• PROBLEM DESCRIPTION: Repeat exactly each line of the material, starting from the line that contains "per full 30-day" and finishing with the final line.

• SUPPLIED RECORDS:
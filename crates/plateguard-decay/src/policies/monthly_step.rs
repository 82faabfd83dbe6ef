use plateguard_core::constants::DAYS_PER_DECAY_MONTH;
use plateguard_core::models::{ScoreAxis, Timestamp};
use plateguard_core::traits::IScoreDecayPolicy;

/// Moves a score toward zero by a fixed number of points per full 30-day
/// month since the last update. Never crosses zero, so positive scores
/// drift down and negative scores recover toward neutral.
#[derive(Debug, Clone, Copy)]
pub struct MonthlyStepDecay {
    points_per_month: i64,
}

impl MonthlyStepDecay {
    pub fn new(points_per_month: i64) -> Self {
        Self {
            points_per_month: points_per_month.max(0),
        }
    }

    pub fn points_per_month(&self) -> i64 {
        self.points_per_month
    }
}

impl IScoreDecayPolicy for MonthlyStepDecay {
    fn name(&self) -> &str {
        "monthly_step"
    }

    fn decay(&self, _axis: ScoreAxis, score: i64, last_update: Timestamp, now: Timestamp) -> i64 {
        let months = (now - last_update).num_days() / DAYS_PER_DECAY_MONTH;
        if months <= 0 {
            return score;
        }
        let step = self.points_per_month.saturating_mul(months);
        if score > 0 {
            score.saturating_sub(step).max(0)
        } else {
            score.saturating_add(step).min(0)
        }
    }
}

• COMPLETED TASK:
/// Moves a score toward zero by a fixed number of points per full 30-day
/// month since the last update. Never crosses zero, so positive scores
/// drift down and negative scores recover toward neutral.
#[derive(Debug, Clone, Copy)]
pub struct MonthlyStepDecay {
    points_per_month: i64,
}

impl MonthlyStepDecay {
    pub fn new(points_per_month: i64) -> Self {
        Self {
            points_per_month: points_per_month.max(0),
        }
    }

    pub fn points_per_month(&self) -> i64 {
        self.points_per_month
    }
}

impl IScoreDecayPolicy for MonthlyStepDecay {
    fn name(&self) -> &str {
        "monthly_step"
    }

    fn decay(&self, _axis: ScoreAxis, score: i64, last_update: Timestamp, now: Timestamp) -> i64 {
        let months = (now - last_update).num_days() / DAYS_PER_DECAY_MONTH;
        if months <= 0 {
            return score;
        }
        let step = self.points_per_month.saturating_mul(months);
        if score > 0 {
            score.saturating_sub(step).max(0)
        } else {
            score.saturating_add(step).min(0)
        }
    }
}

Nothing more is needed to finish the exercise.